The platform also says it brings slicing, optimization, real-time control, monitoring, and additive-subtractive workflows into a single UI. That is important because the hardest part of large-format work is rarely just pushing material through a nozzle. It is coordinating the whole job, from file prep and path planning to live oversight and process changes when the build is already underway.

Aibuild has also been pushing this idea aggressively. It launched Aibuild 2.0 in June 2024 with strategic partnerships aimed at large-format 3D printing, and later introduced Aibuild OS, which it describes as an agentic AI operating system for automating CAD-to-CAM workflows. That combination points to a broader industry shift: the software stack is becoming as strategically important as bed size, gantry span, or extrusion rate.

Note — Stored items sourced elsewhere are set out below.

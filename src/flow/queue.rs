use std::{collections::VecDeque, future::Future};

use futures_util::stream::{FuturesUnordered, StreamExt};

/// FIFO of pending work driven on the calling task with at most
/// `concurrency` items in flight. Each finished item may enqueue more.
#[derive(Debug)]
pub struct WorkQueue<T> {
    pending: VecDeque<T>,
    concurrency: usize,
}

impl<T> WorkQueue<T> {
    pub fn new(concurrency: usize) -> Self {
        Self {
            pending: VecDeque::new(),
            concurrency: concurrency.max(1),
        }
    }

    pub fn push(&mut self, item: T) {
        self.pending.push_back(item);
    }

    pub fn len(&self) -> usize {
        self.pending.len()
    }

    pub fn is_empty(&self) -> bool {
        self.pending.is_empty()
    }

    /// Runs `worker` over every item, including those it returns, until
    /// nothing is pending or in flight. Returns the number of items processed.
    pub async fn drain<F, Fut>(&mut self, mut worker: F) -> usize
    where
        F: FnMut(T) -> Fut,
        Fut: Future<Output = Vec<T>>,
    {
        let mut in_flight = FuturesUnordered::new();
        let mut processed = 0;

        loop {
            while in_flight.len() < self.concurrency {
                match self.pending.pop_front() {
                    Some(item) => in_flight.push(worker(item)),
                    None => break,
                }
            }

            match in_flight.next().await {
                Some(follow_ups) => {
                    processed += 1;
                    self.pending.extend(follow_ups);
                }
                None => break,
            }
        }

        processed
    }
}

impl<T> Extend<T> for WorkQueue<T> {
    fn extend<I: IntoIterator<Item = T>>(&mut self, iter: I) {
        self.pending.extend(iter);
    }
}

Why the desktop workflow lens matters

For smaller shops, print farms, and manufacturers that want to bring big-part production in-house, the real barrier is not always capital equipment alone. It is the cognitive burden of learning a complicated process well enough to trust it. If a platform can reduce manual steps, cut down operator training, and lower the odds of a catastrophic failure on an expensive print, then large-format printing becomes a much more realistic option for teams that do not have a dedicated additive engineering department.

That is why the ErectorBot and Aibuild pairing matters. The promise is not that a 40-foot concrete printer suddenly behaves like a desktop machine. The promise is that it can be managed with a more familiar kind of logic, where setup, monitoring, and recovery are standardized enough to feel routine. In the language of the desktop world, that means fewer surprises, fewer all-night rescues, and a better shot at repeatable results.

The research trail behind the technology

This is not an entirely new story, either. UC Berkeley’s printFARM used an ErectorBot large-format printer in architectural research led by professor Ronald Rael, exploring building fabrication, bio-plastics, controlled g-code, cladding systems, and other large-scale applications. That history matters because it shows the platform has already been used as more than a demo machine. It has been part of serious research into how printed structures and materials could be built, controlled, and deployed at scale.

That background makes the current software push feel like a logical next step. The hardware proved that large-format printing could be done. The new challenge is making it easier to operate, easier to trust, and easier to deploy without building a specialist team from scratch.

The industry does not need another giant machine for its own sake. It needs big-format systems that feel less like a leap of faith and more like a repeatable process. That is the real bet behind ErectorBot and Aibuild, and it is why the future of large-format printing may be decided by workflow as much as by scale.